Un gruppo di esperti ha così suddiviso la propria ricerca, in quattro fasi molto importanti: informazione, individui, infrastrutture e industria. Ma in che modo questi fattori sono collegati? L’informazione tende a rendere pubblica la novità la “nuova notizia” che dovrebbe portare innovazione e circolazione della moneta; l’individuo è colui che utilizza questo strumento per poter in seguito attuare nuove strategie, pianificazione e triplicare fatturati in settori piuttosto notevoli come le infrastrutture e l’edilizia. Purtroppo servirebbe solo “oliare le ruote” ma sembra proprio che l’Italia preferisca la ruggine alla manutenzione accurata.

L’Italia deve farne di strada, soprattutto per quel che riguarda l’aiuto alle imprese, i cosiddetti prestiti alle aziende ovvero “venture capital” che non permettono a nuove attività quindi start-up, di creare una nuova realtà imprenditoriale. E’ tutto un susseguirsi: si creano le start-up, nuove idee, nuove assunzioni, tecnologia avanzata e la moneta che gira; ma niente da fare: l’Italia sembra essere al penultimo posto per quanto riguarda tutto ciò che è legato al digitale e all’innovazione.

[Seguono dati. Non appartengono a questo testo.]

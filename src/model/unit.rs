use super::{
    parse_database, read_link, read_name, read_optional_id, skip_malformed, BuildContext,
    Collection, Entity, Link, Links,
};
use crate::errors::Error;
use crate::text::ValueReader;
use std::cell::RefCell;
use tracing::info;

/// A cohort or ship
#[derive(Debug, Clone, PartialEq, Default)]
pub struct Subunit {
    pub id: u64,
    pub category: Option<String>,
    pub kind: Option<String>,
    pub strength: f64,

    /// The recruiting province or pop, as written in the save
    pub home: Option<u64>,
}

impl Entity for Subunit {
    const COLLECTION: &'static str = "subunits";

    fn id(&self) -> u64 {
        self.id
    }
}

impl Subunit {
    pub fn new(id: u64) -> Self {
        Subunit {
            id,
            ..Default::default()
        }
    }

    /// Build a subunit from its save block
    pub fn parse(
        id: u64,
        value: &mut ValueReader<'_, '_>,
        ctx: &mut BuildContext,
    ) -> Result<Subunit, Error> {
        let subunit = RefCell::new(Subunit::new(id));
        let mut parser = ctx.parser();
        parser.register("category", |key, v| {
            subunit.borrow_mut().category = skip_malformed(key, v.read_string())?;
            Ok(())
        });
        parser.register("type", |key, v| {
            subunit.borrow_mut().kind = skip_malformed(key, v.read_string())?;
            Ok(())
        });
        parser.register("strength", |key, v| {
            if let Some(strength) = skip_malformed(key, v.read_f64())? {
                subunit.borrow_mut().strength = strength;
            }
            Ok(())
        });
        parser.register("home", |key, v| {
            subunit.borrow_mut().home = skip_malformed(key, read_optional_id(v))?.flatten();
            Ok(())
        });

        ctx.ignore(parser.parse(value.scope()?)?);
        Ok(subunit.into_inner())
    }
}

/// An army or navy
#[derive(Debug, Clone, PartialEq, Eq, Default)]
pub struct Unit {
    pub id: u64,
    pub name: Option<String>,
    pub country: Link,
    pub is_army: bool,
    pub subunits: Links,
}

impl Entity for Unit {
    const COLLECTION: &'static str = "units";

    fn id(&self) -> u64 {
        self.id
    }
}

impl Unit {
    pub fn new(id: u64) -> Self {
        Unit {
            id,
            ..Default::default()
        }
    }

    /// Build a unit from its save block. Subunits are either repeated
    /// `cohort = <id>` entries or a `subunits = { .. }` list.
    pub fn parse(
        id: u64,
        value: &mut ValueReader<'_, '_>,
        ctx: &mut BuildContext,
    ) -> Result<Unit, Error> {
        let unit = RefCell::new(Unit::new(id));
        let mut parser = ctx.parser();
        parser.register("unit_name", |key, v| {
            unit.borrow_mut().name = skip_malformed(key, read_name(v))?.flatten();
            Ok(())
        });
        parser.register("country", |key, v| {
            unit.borrow_mut().country = read_link(key, v)?;
            Ok(())
        });
        parser.register("is_army", |key, v| {
            if let Some(is_army) = skip_malformed(key, v.read_bool())? {
                unit.borrow_mut().is_army = is_army;
            }
            Ok(())
        });
        for name in ["cohort", "ship", "subunits"] {
            parser.register(name, |key, v| {
                let ids = skip_malformed(key, v.read_u64s())?.unwrap_or_default();
                let mut unit = unit.borrow_mut();
                for id in ids {
                    unit.subunits.push_pending(id);
                }
                Ok(())
            });
        }

        ctx.ignore(parser.parse(value.scope()?)?);
        Ok(unit.into_inner())
    }
}

/// The contents of the `armies` section
#[derive(Debug, Clone, PartialEq, Default)]
pub struct Armies {
    pub subunits: Collection<Subunit>,
    pub units: Collection<Unit>,
}

/// Read the `armies` section:
/// `{ subunit_database = { <id> = { .. } } units_database = { <id> = { .. } } }`
pub fn parse_armies(
    value: &mut ValueReader<'_, '_>,
    ctx: &mut BuildContext,
) -> Result<Armies, Error> {
    info!("Loading Units...");
    let mut subunits = Collection::new();
    let mut units = Collection::new();
    let nested = RefCell::new(BuildContext::new(ctx.policy));
    let mut parser = ctx.parser();
    parser.register("subunit_database", |_, v| {
        parse_database(v, &mut nested.borrow_mut(), &mut subunits, |id, v, ctx| {
            Subunit::parse(id, v, ctx).map(Some)
        })
    });
    parser.register("units_database", |_, v| {
        parse_database(v, &mut nested.borrow_mut(), &mut units, |id, v, ctx| {
            Unit::parse(id, v, ctx).map(Some)
        })
    });

    let ignored = parser.parse(value.scope()?)?;
    ctx.ignore(ignored);
    ctx.merge(nested.into_inner());
    info!("Loaded {} units with {} subunits.", units.len(), subunits.len());
    Ok(Armies { subunits, units })
}

#[cfg(test)]
mod tests {
    use super::*;
    use crate::text::{Parser, UnregisteredPolicy};

    #[test]
    fn test_parse_armies() {
        let result = RefCell::new(None);
        let mut ctx = BuildContext::new(UnregisteredPolicy::Collect);
        let mut parser = Parser::new();
        parser.register("armies", |_, v| {
            *result.borrow_mut() = Some(parse_armies(v, &mut ctx)?);
            Ok(())
        });
        parser
            .parse_slice(
                br#"armies = {
                    subunit_database = {
                        100 = { category = levy type = light_infantry strength = 0.75 home = 12 morale = 1 }
                        101 = { category = regular type = archers strength = 1 home = 4294967295 }
                        102 = none
                    }
                    units_database = {
                        7 = { unit_name = { name = "LEGIO_I" } country = 1 is_army = yes cohort = 100 cohort = 101 }
                        8 = { unit_name = "Classis" country = 2 is_army = no subunits = { 103 } }
                    }
                }"#,
            )
            .unwrap();

        let armies = result.into_inner().unwrap();
        assert_eq!(armies.subunits.len(), 2);
        let levy = armies.subunits.lookup(100).unwrap();
        assert_eq!(levy.kind.as_deref(), Some("light_infantry"));
        assert_eq!(levy.strength, 0.75);
        assert_eq!(levy.home, Some(12));
        assert_eq!(armies.subunits.lookup(101).unwrap().home, None);

        let legion = armies.units.lookup(7).unwrap();
        assert_eq!(legion.name.as_deref(), Some("LEGIO_I"));
        assert_eq!(legion.country, Link::Pending(1));
        assert!(legion.is_army);
        assert_eq!(legion.subunits, Links::Pending(vec![100, 101]));
        assert_eq!(armies.units.lookup(8).unwrap().subunits, Links::Pending(vec![103]));
        assert!(ctx.ignored().contains("morale"));
    }
}
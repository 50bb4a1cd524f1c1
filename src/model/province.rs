use super::{
    parse_database, read_link, read_name, skip_malformed, BuildContext, Collection, Entity, Link,
    Links,
};
use crate::errors::Error;
use crate::text::ValueReader;
use std::cell::RefCell;
use tracing::info;

/// A map province
#[derive(Debug, Clone, PartialEq, Eq, Default)]
pub struct Province {
    pub id: u64,
    pub name: Option<String>,
    pub culture: Option<String>,
    pub religion: Option<String>,
    pub owner: Link,

    /// Pops living in the province
    pub pops: Links,
}

impl Entity for Province {
    const COLLECTION: &'static str = "provinces";

    fn id(&self) -> u64 {
        self.id
    }
}

impl Province {
    /// A province with only an ID
    pub fn new(id: u64) -> Self {
        Province {
            id,
            ..Default::default()
        }
    }

    /// Build a province from its save block. Pops are listed either with a
    /// repeated `pop = <id>` or a `pops = { .. }` list.
    pub fn parse(
        id: u64,
        value: &mut ValueReader<'_, '_>,
        ctx: &mut BuildContext,
    ) -> Result<Province, Error> {
        let province = RefCell::new(Province::new(id));
        let mut parser = ctx.parser();
        parser.register("province_name", |key, v| {
            province.borrow_mut().name = skip_malformed(key, read_name(v))?.flatten();
            Ok(())
        });
        parser.register("culture", |key, v| {
            province.borrow_mut().culture = skip_malformed(key, v.read_string())?;
            Ok(())
        });
        parser.register("religion", |key, v| {
            province.borrow_mut().religion = skip_malformed(key, v.read_string())?;
            Ok(())
        });
        parser.register("owner", |key, v| {
            province.borrow_mut().owner = read_link(key, v)?;
            Ok(())
        });
        for name in ["pop", "pops"] {
            parser.register(name, |key, v| {
                let ids = skip_malformed(key, v.read_u64s())?.unwrap_or_default();
                let mut province = province.borrow_mut();
                for id in ids {
                    province.pops.push_pending(id);
                }
                Ok(())
            });
        }

        ctx.ignore(parser.parse(value.scope()?)?);
        Ok(province.into_inner())
    }
}

/// Read the `provinces` section: `{ <id> = { .. } }`
pub fn parse_provinces(
    value: &mut ValueReader<'_, '_>,
    ctx: &mut BuildContext,
) -> Result<Collection<Province>, Error> {
    info!("Loading Provinces...");
    let mut provinces = Collection::new();
    parse_database(value, ctx, &mut provinces, |id, v, ctx| {
        Province::parse(id, v, ctx).map(Some)
    })?;
    info!("Loaded {} provinces.", provinces.len());
    Ok(provinces)
}
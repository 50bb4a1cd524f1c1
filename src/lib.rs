/*!

Loads [Imperator: Rome](https://en.wikipedia.org/wiki/Imperator:_Rome) saves and
Clausewitz script files into a validated, cross-linked model of characters, families,
countries, provinces, pops, and military units.

## Features

- ✔ Format aware: debug mode plaintext saves are read directly, compressed saves are melted by
  an external tool
- ✔ Extensible: sections are parsed by registering keyword handlers rather than by one fixed
  schema
- ✔ Forgiving: broken references are recorded and cleared instead of aborting the load
- ✔ Concurrent: directories of history scripts are parsed on a rayon pool

## Quick Start

```no_run
use rome_loader::{CommandMelter, LoadOptions, World};

let options = LoadOptions::builder("autosave.rome")
    .prehistory("configurables/prehistory.txt")
    .build();

let (world, report) = World::load(&options, &CommandMelter::default()).unwrap();
for country in world.countries.iter().filter(|x| x.player) {
    println!("{} owns {} provinces", country.tag, country.provinces.len());
}

println!("{} references could not be resolved", report.link.orphans().len());
```

## Keyword Dispatch

The parser underneath walks a scope and hands each value to the handler registered for its
key. Handlers read scalars directly or open a nested parser on the value's scope.

```rust
use rome_loader::text::{Parser, Pattern};
use std::cell::RefCell;

let data = br#"
    tag = "ROM"
    capital = 1
    historical_regnal_numbers = { Marcus = 2 Lucius = 1 }
"#;

let tag = RefCell::new(String::new());
let names = RefCell::new(Vec::new());
let mut parser = Parser::new();
parser.register("tag", |_, value| {
    *tag.borrow_mut() = value.read_string()?;
    Ok(())
});
parser.register("historical_regnal_numbers", |_, value| {
    let mut inner = Parser::new();
    inner.register(Pattern::AnyBare, |key, _| {
        names.borrow_mut().push(key.text().into_owned());
        Ok(())
    });
    inner.parse(value.scope()?)?;
    Ok(())
});

parser.parse_slice(&data[..]).unwrap();
assert_eq!(tag.into_inner(), "ROM");
assert_eq!(names.into_inner(), vec!["Marcus", "Lucius"]);
```

Keys without a handler are skipped according to the [`UnregisteredPolicy`](text::UnregisteredPolicy).

## Caveats

Caller is responsible for:

- Providing a [`Melter`](save::Melter) for compressed saves. The default runs `rakaly melt`.
- Resolving localization keys such as `ROME_NAME`, which are returned as is.

*/

pub mod common;
mod config;
mod data;
mod errors;
pub mod link;
mod loader;
pub mod model;
pub mod save;
mod scalar;
pub mod text;
mod version;
mod world;

pub use self::config::*;
pub use self::errors::*;
pub use self::link::{LinkReport, OrphanReference, Relation};
pub use self::loader::*;
pub use self::save::{CommandMelter, MeltError, Melter, SaveFormat};
pub use self::scalar::{Scalar, ScalarError};
pub use self::version::*;
pub use self::world::*;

L’aspetto che ci penalizza maggiormente è quello informatico: siamo al 55esimo posto su 65 per quel che riguarda le competenze informatiche dovute alla poca tecnologia che abbiamo a disposizione e che la nazione offre; quindi pochi strumenti informatici all’avanguardia, poche persone possono attuare e mettere in pratica nuovi progetti.

Un punto a nostro favore è la liberta dell’utilizzo di internet che ci porta nei primi 20 posti; questo ci permette di essere liberi nell’utilizzo di strumenti senza essere spiati o monitorati in maniera tale da subire danni da fonti esterne.

I conti tornano: i cosiddetti “cervelloni” fuggono all’estero per poter produrre le loro idee, metterle in atto e lavorare seriamente, sfruttando anche un regime fiscale molto più snello e meno rigido di quello che troviamo in Italia. Ma non ci disperiamo: prima o poi anche noi risaliremo in quella scaletta che ci ammonisce e ci rende “ ritardatari”: innoviamo e progettiamo sempre.